Слова эти написаны были сгоряча, решение «освободиться от всяческих обязательств» так и останется на бумаге. Жить для себя тоже ведь надо уметь. У Фицджеральда, как мы уже видели и еще увидим, жизнь для себя не получилась. Точно так же, как не получилась она у психиатра Дика Дайвера, героя его четвертого романа «Ночь нежна». Романа, задуманного и написанного именно так, как советовал Дос Пассос, — «обо всем происходящем вокруг».

Глава тринадцатая

«ЗАБУДЬ СВОЮ ЛИЧНУЮ ТРАГЕДИЮ»

В феврале 1934 года у Зельды очередной — возможно, самый сильный за последние четыре года — приступ. А спустя два месяца в «Скрибнерс» выходит долгожданный роман Скотта «Ночь нежна», работа над которым началась в 1925 году. О том, с каким трудом продвигалась работа над романом, который автор ставил выше остальных своих книг, читатель может легко догадаться, прочитав две предыдущие главы.
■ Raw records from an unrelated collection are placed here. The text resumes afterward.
impl GameSession {
    /// Creates a session seeded from OS entropy.
    #[must_use]
    pub fn new(config: GameConfig) -> Self {
        Self::with_rng(config, StdRng::from_entropy())
    }

    /// Creates a deterministic session for tests and reproducible runs.
    #[must_use]
    pub fn new_with_seed(config: GameConfig, seed: u64) -> Self {
        Self::with_rng(config, StdRng::seed_from_u64(seed))
    }

    fn with_rng(config: GameConfig, mut rng: StdRng) -> Self {
        let mut grid = Grid::new(config.size);
        let snake = Snake::new(config.start);
        grid.set(snake.head(), Cell::Head);
        let fruit = spawn_fruit(&mut rng, &mut grid);

        log::info!(
            "session started: {}x{} board, head at ({}, {}), teleport walls {}",
            config.size.width,
            config.size.height,
            config.start.x,
            config.start.y,
            config.teleport_walls
        );

        Self {
            config,
            grid,
            snake,
            fruit,
            status: GameStatus::Playing,
            death_reason: None,
            tick_count: 0,
            head_vacated: false,
            rng,
        }
    }

    /// Advances the session by one tick using this tick's key, if any.
    ///
    /// Order: spawn fruit if none is active, move the head, advance the body,
    /// then resolve walls, fruit, victory and self-collision before the head
    /// is written. Does nothing once the session has ended.
    pub fn tick(&mut self, requested: Option<Direction>) {
        if self.is_over() {
            return;
        }

        self.tick_count += 1;
        if self.fruit.is_none() {
            self.fruit = spawn_fruit(&mut self.rng, &mut self.grid);
        }

        let Some(previous) = self.snake.move_head(requested) else {
            return;
        };

        self.advance_body(previous);

        let mut head = self.snake.head();
        if !head.is_within_interior(self.bounds()) {
            if !self.config.teleport_walls {
                self.end(GameStatus::GameOver, Some(DeathReason::WallCollision));
                return;
            }
            head = head.wrapped_into_interior(self.bounds());
            self.snake.relocate_head(head);
        }

        if self.fruit == Some(head) {
            self.snake.grow();
            self.fruit = None;
            self.grid.clear(head);
        }

        if self.snake.length() >= self.config.playable_cells() {
            self.grid.set(head, Cell::Head);
            self.end(GameStatus::Victory, None);
            return;
        }

        if self.grid.cell(head) == Cell::Body {
            self.end(GameStatus::GameOver, Some(DeathReason::SelfCollision));
            return;
        }

        self.grid.set(head, Cell::Head);
    }

    fn advance_body(&mut self, previous: Position) {
        if self.snake.length() > 1 {
            self.grid.set(previous, Cell::Body);
        }

        if let Some(freed) = self.snake.advance_body(previous) {
            self.grid.clear(freed);
        }
    }

    fn end(&mut self, status: GameStatus, death_reason: Option<DeathReason>) {
        self.status = status;
        self.death_reason = death_reason;
        log::info!(
            "session ended after {} ticks: {:?} ({:?}), length {}",
            self.tick_count,
            status,
            death_reason,
            self.snake.length()
        );
    }

    /// Replaces the snake and rebuilds the grid tags around it.
    ///
    /// Segments outside the interior are kept on the snake but not tagged.
    /// An active fruit under the new snake is dropped.
    pub fn replace_snake(&mut self, snake: Snake) {
        self.snake = snake;
        self.head_vacated = false;
        self.rebuild_grid();
    }

    /// Replaces the active fruit. A fruit on the snake or off the interior is ignored.
    pub fn replace_fruit(&mut self, fruit: Option<Position>) {
        self.fruit = fruit;
        self.rebuild_grid();
    }

    fn rebuild_grid(&mut self) {
        let bounds = self.bounds();
        self.grid.reset();

        for segment in self.snake.body() {
            if segment.is_within_interior(bounds) {
                self.grid.set(*segment, Cell::Body);
            }
        }

        let head = self.snake.head();
        if head.is_within_interior(bounds) {
            self.grid.set(head, Cell::Head);
        }

        self.fruit = self
            .fruit
            .filter(|fruit| fruit.is_within_interior(bounds) && !self.snake.occupies(*fruit));
        if let Some(fruit) = self.fruit {
            self.grid.set(fruit, Cell::Fruit);
        }
    }

    /// Vacates one more cell of the exit animation, tail first.
    ///
    /// The head is vacated last, and only if it was written to the board
    /// (a head that crashed off the board or into the body is skipped).
    ///
    /// Returns the freed cell, or `None` once nothing is left or while the
    /// session is still running.
    pub fn shrink_step(&mut self) -> Option<Position> {
        if !self.is_over() {
            return None;
        }

        if let Some(tail) = self.snake.pop_tail() {
            self.grid.clear(tail);
            return Some(tail);
        }

        if self.head_vacated {
            return None;
        }
        self.head_vacated = true;

        let head = self.snake.head();
        if self.grid.cell(head) != Cell::Head {
            return None;
        }
        self.grid.clear(head);
        Some(head)
    }

    /// Returns the end-of-game summary, or `None` while still playing.
    #[must_use]
    pub fn end_report(&self) -> Option<EndReport> {
        if !self.is_over() {
            return None;
        }

        let mut shrink_sequence: Vec<Position> = self.snake.body().rev().copied().collect();
        let head = self.snake.head();
        if !self.head_vacated && self.grid.cell(head) == Cell::Head {
            shrink_sequence.push(head);
        }

        Some(EndReport {
            won: self.status == GameStatus::Victory,
            death_reason: self.death_reason,
            final_length: self.snake.length(),
            shrink_sequence,
        })
    }

    #[must_use]
    pub fn status_readout(&self) -> StatusReadout {
        StatusReadout {
            head: self.snake.head(),
            length: self.snake.length(),
            fruit: self.fruit,
        }
    }

    #[must_use]
    pub fn is_over(&self) -> bool {
        matches!(self.status, GameStatus::GameOver | GameStatus::Victory)
    }

    #[must_use]
    pub fn is_won(&self) -> bool {
        self.status == GameStatus::Victory
    }

    #[must_use]
    pub fn bounds(&self) -> GridSize {
        self.config.size
    }

    #[must_use]
    pub fn config(&self) -> GameConfig {
        self.config
    }

    #[must_use]
    pub fn grid(&self) -> &Grid {
        &self.grid
    }

    #[must_use]
    pub fn snake(&self) -> &Snake {
        &self.snake
    }

    #[must_use]
    pub fn fruit(&self) -> Option<Position> {
        self.fruit
    }
}
use std::fs;
use std::io;
use std::path::{Path, PathBuf};

use serde::Deserialize;
use thiserror::Error;

use crate::config::{
    DEFAULT_GRID_HEIGHT, DEFAULT_GRID_WIDTH, DEFAULT_START_X, DEFAULT_START_Y, GameConfig,
};

const APP_DIR_NAME: &str = "grid-snake";
const SETTINGS_FILE_NAME: &str = "settings.json";

/// Raw, unclamped values as written in the settings file.
///
/// Fields are signed and wide so that out-of-range numbers still parse and
/// get clamped by [`GameConfig::clamped`] instead of being rejected.
#[derive(Debug, Clone, Copy, Eq, PartialEq, Deserialize)]
#[serde(default)]
pub struct Settings {
    pub width: i64,
    pub height: i64,
    pub start_x: i64,
    pub start_y: i64,
    pub teleport_walls: bool,
}

impl Default for Settings {
    fn default() -> Self {
        Self {
            width: i64::from(DEFAULT_GRID_WIDTH),
            height: i64::from(DEFAULT_GRID_HEIGHT),
            start_x: i64::from(DEFAULT_START_X),
            start_y: i64::from(DEFAULT_START_Y),
            teleport_walls: true,
        }
    }
}

impl Settings {
    /// Produces the clamped session configuration.
    #[must_use]
    pub fn to_config(self) -> GameConfig {
        GameConfig::clamped(
            self.width,
            self.height,
            self.start_x,
            self.start_y,
            self.teleport_walls,
        )
    }
}

#[derive(Debug, Error)]
pub enum SettingsError {
    #[error("failed to read settings file {path}: {source}")]
    Io {
        path: PathBuf,
        #[source]
        source: io::Error,
    },
    #[error("invalid settings file {path}: {source}")]
    Parse {
        path: PathBuf,
        #[source]
        source: serde_json::Error,
    },
}

/// Returns the platform-correct settings file path.
#[must_use]
pub fn settings_path() -> PathBuf {
    let mut base = dirs::config_dir().unwrap_or_else(|| PathBuf::from("."));
    base.push(APP_DIR_NAME);
    base.push(SETTINGS_FILE_NAME);
    base
}

/// Loads settings from `path`.
///
/// Returns defaults when the file does not exist. Returns `Err` when the file
/// exists but cannot be read or parsed, so the caller can warn before
/// entering raw terminal mode.
pub fn load_settings_from_path(path: &Path) -> Result<Settings, SettingsError> {
    let raw = match fs::read_to_string(path) {
        Ok(raw) => raw,
        Err(error) if error.kind() == io::ErrorKind::NotFound => {
            log::info!("no settings file at {}, using defaults", path.display());
            return Ok(Settings::default());
        }
        Err(source) => {
            return Err(SettingsError::Io {
                path: path.to_path_buf(),
                source,
            });
        }
    };

    serde_json::from_str::<Settings>(&raw).map_err(|source| SettingsError::Parse {
        path: path.to_path_buf(),
        source,
    })
}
Название романа, почерпнутое Фицджеральдом из «Оды соловью» его любимого Джона Китса, содержания книги не раскрывает. На вопрос, что хотел сказать этим названием автор, ответить сложно; Эндрю Тернбулл рассуждает об образе парения в вышине, падения и сладости смерти, но в романе образы «парения» и «сладости смерти» прочитываются едва ли. Как бы то ни было, «Ночь нежна» — звучит красиво, в переводе Евгения Витковского «И полночь благовонная нежна» — еще красивее. Предыдущие названия не столь благозвучны («Каникулы доктора Дайвера», «Один из наших», «Утехи пьяницы», «Парень, который убил свою мать», «Суета сует»), но Перкинсу нравились больше — и это естественно, ведь по ним составить впечатление о книге и ее героях было, пожалуй, легче. Сам же Фицджеральд за десять лет, что писался роман, так со своей книгой и ее героями сжился, что «мне иногда кажется (писал он Перкинсу), что в мире существуют только эти персонажи, их радости и горести для меня не менее важны, чем то, что происходит в жизни».